For National Poetry Month, two beautiful poems by Maureen Doallas.

Reunions: Brother, May 5, 2009

I won’t know the details
to play back your timeline.

Not the hour of death. Maybe not the place.
Certainly not the words you couldn’t say.

You won’t be buried on a hill
where water runs down, not into, hallowed ground.

Rules binding grief are for the living
not the dead.

I won’t be able to find you
in the oldest part of the cemetery
since the Civil War.

Your wife won’t get a folded flag.
We won’t hear Taps
or the snap-to volleys of 21-gun salutes.

You won’t have a headstone
remarking the deaths of the brother and sister
none of us knew.

You won’t lie next to Audie Murphy.

The battle you fought won’t be documented.
You didn’t die because of wounds
suffered in military action.

Your full name won’t go on a v-shaped wall
where widows rub paper on reflective stone,
daughters tell of beaus, and sons just want to forget.

You were 4F when your brother,
two years older, was crashing APCs
and dodging agent orange.

You were nobody prominent: Not an explorer
or a president. Not a general or an admiral.
Not a Supreme Court justice. Not a literary
or medical figure. Not a minority.
And never a famous woman.

You were nobody found deserving of honors.

You are just somebody I love.

© Maureen E. Doallas. All Rights Reserved. Used with permission.

Reunions: Father July 18, 1990

Scene 1: 2909 North Nottingham Street

The clock set at 4:15 p.m.
Before 4:30 I lost you
in a chiming of ever-closer sirens.

From you to phone to glass door I
watched for that blur of red
— rose-deep, a harder color than I want to remember —
screaming to come clear.

Help in a red and white wagon pushing
for last tries before unlasting breaths.

The pulse punishes the memory, the adrenaline
maxing out when you need it most.

The noise was a pain.
Everywhere for seven minutes before
then suddenly here where it had to be.

My hands to my ears,
automatic-like, did no one any good.

I didn’t expect the rescue in front of me to go bad.

I didn’t want to be in control

Of a 63-year-old woman panicking
and my not-yet two-year-old urging,
Grandpa get up!
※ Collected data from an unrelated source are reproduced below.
//! Traits through which protocol code consumes the engine

pub mod pairing;
#[cfg(feature = "alloc")]
pub mod serialize;

pub use pairing::PairingEngine;
#[cfg(feature = "alloc")]
pub use serialize::Serialize;
//! Per-curve constant tables
//!
//! Values are little-endian arrays of [`Chunk`](crate::arch::Chunk) limbs in
//! radix `2^56`, holding plain (non-residue) integers. Negative lattice
//! entries are stored reduced modulo the group order.

pub mod bn254;
pub mod c25519;
pub mod ed25519;
pub mod mf254;
pub mod nist256;
//! Shared fixtures for the milagro integration tests and benchmarks

use milagro_algorithms::{Big, CurveConfig};
use rand::SeedableRng;
use rand_chacha::ChaCha8Rng;

pub mod vectors;

/// Seeded RNG so every randomized test is reproducible
pub fn seeded_rng(seed: u64) -> ChaCha8Rng {
    ChaCha8Rng::seed_from_u64(seed)
}

/// Scalar below the group order of `C`
pub fn random_scalar<C: CurveConfig>(rng: &mut ChaCha8Rng) -> Big {
    Big::randomnum(&C::ORDER, rng)
}

/// Parse a hex fixture; panics on a malformed one
pub fn big(hex: &str) -> Big {
    match Big::from_hex(hex) {
        Ok(b) => b,
        Err(e) => panic!("bad fixture {hex}: {e}"),
    }
}

/// Scalar from 32 big-endian bytes, reduced below the group order of `C`
pub fn scalar_from_bytes<C: CurveConfig>(bytes: &[u8; 32]) -> Big {
    let mut b = Big::from_bytes(bytes);
    b.rmod(&C::ORDER);
    b
}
Grandpa get up!

This is the part
of the parts I never reacted to:

How a half-dozen volunteers arrived
in less than eight minutes

How they rolled up a corner
of the antique Persian carpet

How they pulled you
from the bathroom where you collapsed
to the place we call the living room

Where they used mouth-to-mouth
— so much better were they than I —
and shot you up to trick your heart into rising again

How they couldn’t wait
to stash the detritus of their care

How I couldn’t wipe away the sticky pool of cells
absorbing our newly refinished floor

How it was over
and then just began

A neighbor I had not let in
saying, Go. Don’t give it any mind.
I’ll take care of it. And the baby.

(Did I forget about the baby?)

Scene 2: 1701 North George Mason Drive

I, in front with the driver,
you, Dad, in back,
an EMT still doing his best
to keep your beat to the beat.

In Emergency, before I quit
telling them I couldn’t sign any papers,
you, alone in some cubicle with a doctor
making decisions of his own, were already gone.

Kept busy answering for information
not one of us had, I cycled all the numbers
from Jacksonville, to Venice, and Ft. Myers, Florida
to Indiana, Kentucky, and Bethpage, Tennessee

Startled into starting all over again
when a nurse hushed us to a private room.

The news was changed.

I couldn’t have prepared for
the difference I saw
in you

Cleaned up, that sheet of antiseptic white
giving no hint of the way
your chest had been pounded.

Lifelines removed, your eyes stiller,
the curtains on their rolling rings
shutting in a private moment

A wife somewhere carrying on.

We were together
one last time before our last time.

How much time
was enough time
to be with you?

Cases waited. They needed the space.

Someone asked about organ donations.
Someone else said you were too old

To give up
anything but your corneas.

I asked what you’d want. Your license didn’t say.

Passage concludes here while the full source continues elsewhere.